Gibt es eine Alternative zur Verfolgung und Kriminalisierung von Drogenkonsumenten? Mit dieser Fragestellung haben Jörg Rostek und Jonas Dessouky vom unabhängigen Fachschaftenforum der Universität Münster Hubert Wimber, den münsteraner Polizeipräsidenten, und Dr. Wolfgang Schneider, den Geschäftsführer von Indro e.V. (Institut zur Förderung qualitativer Drogenforschung, akzeptierender Drogenarbeit und rationaler Drogenpolitik e.V.) und Mitglied im Schildower Kreis, interviewt.

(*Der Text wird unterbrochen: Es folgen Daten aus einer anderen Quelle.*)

//! Staff accounts and role names.
//!
//! Roles are labels only; nothing here decides what a role may do.

use harbor_core::validation::{validate_email, validate_required};
use harbor_core::{CoreError, RecordStatus, User, ValidationError};
use tracing::{debug, info};

use super::{id_or_new, upsert_by_id, AppState, StateResult};

impl AppState {
    // =========================================================================
    // Users
    // =========================================================================

    /// Creates or updates a user. `lastLogin` is never taken from the caller.
    pub fn save_user(&mut self, mut user: User) -> StateResult<User> {
        user.name = validate_required("name", &user.name)?.to_string();
        user.email = validate_email(&user.email)?.to_string();
        user.role = self.require_role(&user.role)?.to_string();
        for outlet_id in &user.outlet_ids {
            self.require_outlet(outlet_id)?;
        }
        user.id = id_or_new(&user.id);

        let taken = self
            .users
            .iter()
            .any(|u| u.id != user.id && u.email.eq_ignore_ascii_case(&user.email));
        if taken {
            return Err(ValidationError::Duplicate {
                field: "email".to_string(),
                value: user.email,
            }
            .into());
        }

        user.last_login = self
            .users
            .iter()
            .find(|u| u.id == user.id)
            .and_then(|u| u.last_login);

        upsert_by_id(&mut self.users, user.clone(), |u| &u.id);
        info!(user_id = %user.id, role = %user.role, "User saved");
        Ok(user)
    }

    /// Deactivates a user; the record stays for history.
    pub fn delete_user(&mut self, id: &str) -> StateResult<User> {
        let user = self
            .users
            .iter_mut()
            .find(|u| u.id == id)
            .ok_or_else(|| CoreError::not_found("User", id))?;

        user.status = RecordStatus::Inactive;
        info!(user_id = %id, "User deactivated");
        Ok(user.clone())
    }

    // =========================================================================
    // Roles
    // =========================================================================

    /// Adds a role name. Saving a name that exists (any case) changes nothing.
    pub fn save_role(&mut self, name: &str) -> StateResult<&[String]> {
        let name = validate_required("role", name)?;
        if self.roles.iter().any(|r| r.eq_ignore_ascii_case(name)) {
            debug!(role = %name, "Role already exists");
        } else {
            self.roles.push(name.to_string());
            info!(role = %name, "Role added");
        }
        Ok(&self.roles)
    }

    /// Removes a role name no Active user holds.
    pub fn delete_role(&mut self, name: &str) -> StateResult<&[String]> {
        let role = self.require_role(name)?.to_string();
        let holders = self
            .users
            .iter()
            .filter(|u| u.status == RecordStatus::Active && u.role == role)
            .count();
        if holders > 0 {
            return Err(CoreError::invalid_state(
                "Role",
                &role,
                format!("assigned to {} active user(s)", holders),
            )
            .into());
        }

        self.roles.retain(|r| *r != role);
        info!(role = %role, "Role deleted");
        Ok(&self.roles)
    }

    /// The stored spelling of a role name, matched without case.
    fn require_role(&self, name: &str) -> StateResult<&str> {
        let name = validate_required("role", name)?;
        self.roles
            .iter()
            .find(|r| r.eq_ignore_ascii_case(name))
            .map(String::as_str)
            .ok_or_else(|| CoreError::not_found("Role", name).into())
    }
}
//! # Cart Commands
//!
//! Cart manipulation. Every handler answers with the whole cart.
//!
//! ## Cart Lifecycle
//! ```text
//! ┌─────────────────────────────────────────────────────────────────────────┐
//! │                    Cart Lifecycle                                       │
//! │                                                                         │
//! │  ┌──────────┐     ┌──────────┐     ┌──────────┐     ┌──────────┐       │
//! │  │  Empty   │────►│ In Cart  │────►│ Payment  │────►│ Completed│       │
//! │  │  Cart    │     │          │     │  Method  │     │   Sale   │       │
//! │  └──────────┘     └──────────┘     └──────────┘     └──────────┘       │
//! │                        │                 │                              │
//! │                   addToCart         completeSale                       │
//! │                   updateCartQuantity (empties the cart)                │
//! │                   removeFromCart                                        │
//! │                        │                                                │
//! │                        ▼                                                │
//! │                   clearCart ───────────────────────►                   │
//! │                                                      (back to empty)   │
//! └─────────────────────────────────────────────────────────────────────────┘
//! ```

use harbor_core::{CartItem, CartTotals};
use serde::{Deserialize, Serialize};
use tracing::debug;

use super::{CommandOutcome, CommandResult};
use crate::error::ApiError;
use crate::state::AppState;

/// Cart response including items and totals.
///
/// Totals are rounded for display; the stored sale total is computed
/// from the unrounded figures.
#[derive(Debug, Clone, PartialEq, Serialize, Deserialize)]
#[serde(rename_all = "camelCase")]
pub struct CartResponse {
    pub items: Vec<CartItem>,
    pub totals: CartTotals,
}

impl TryFrom<&AppState> for CartResponse {
    type Error = ApiError;

    fn try_from(state: &AppState) -> Result<Self, Self::Error> {
        Ok(CartResponse {
            items: state.cart().items.clone(),
            totals: state.cart_totals()?.rounded(),
        })
    }
}

fn respond(state: &AppState) -> CommandResult {
    CartResponse::try_from(state).map(CommandOutcome::Cart)
}

pub(super) fn get_cart(state: &AppState) -> CommandResult {
    debug!("get_cart command");
    respond(state)
}

/// Quantity defaults to 1.
pub(super) fn add_to_cart(
    state: &mut AppState,
    product_id: &str,
    quantity: Option<i64>,
) -> CommandResult {
    let quantity = quantity.unwrap_or(1);
    debug!(product_id = %product_id, quantity = %quantity, "add_to_cart command");

    state.add_to_cart(product_id, quantity)?;
    respond(state)
}

/// Quantity 0 removes the item.
pub(super) fn update_cart_quantity(
    state: &mut AppState,
    product_id: &str,
    quantity: i64,
) -> CommandResult {
    debug!(product_id = %product_id, quantity = %quantity, "update_cart_quantity command");

    state.update_cart_quantity(product_id, quantity)?;
    respond(state)
}

pub(super) fn remove_from_cart(state: &mut AppState, product_id: &str) -> CommandResult {
    debug!(product_id = %product_id, "remove_from_cart command");

    state.remove_from_cart(product_id)?;
    respond(state)
}

pub(super) fn clear_cart(state: &mut AppState) -> CommandResult {
    debug!("clear_cart command");

    state.clear_cart();
    respond(state)
}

Wimber zieht in dem Interview eine Parallele zur Alkoholprohibition in den USA und fordert klar eine Legalisierung mit “Drogenläden” in denen “einschlägige Substanzen” verkauft werden. Konkret sagte er: “[…] So dass eigentlich rationale Drogenpolitik zu dem Ergebnis kommen muss, dass Repression kontraproduktiv ist, nichts bringt und in sofern wäre das Ende der Diskussion um die Legalisierung in der Tat ein Drogenladen, in dem die einschlägigen Substanzen unter staatlicher Lizensierung unter Kontrolle und staatlicher Distribution verkauft werden; mit dem entsprechenden Beratungsangebot, was die Suchtpotenziale der jeweiligen Wirkstoffe angeht.”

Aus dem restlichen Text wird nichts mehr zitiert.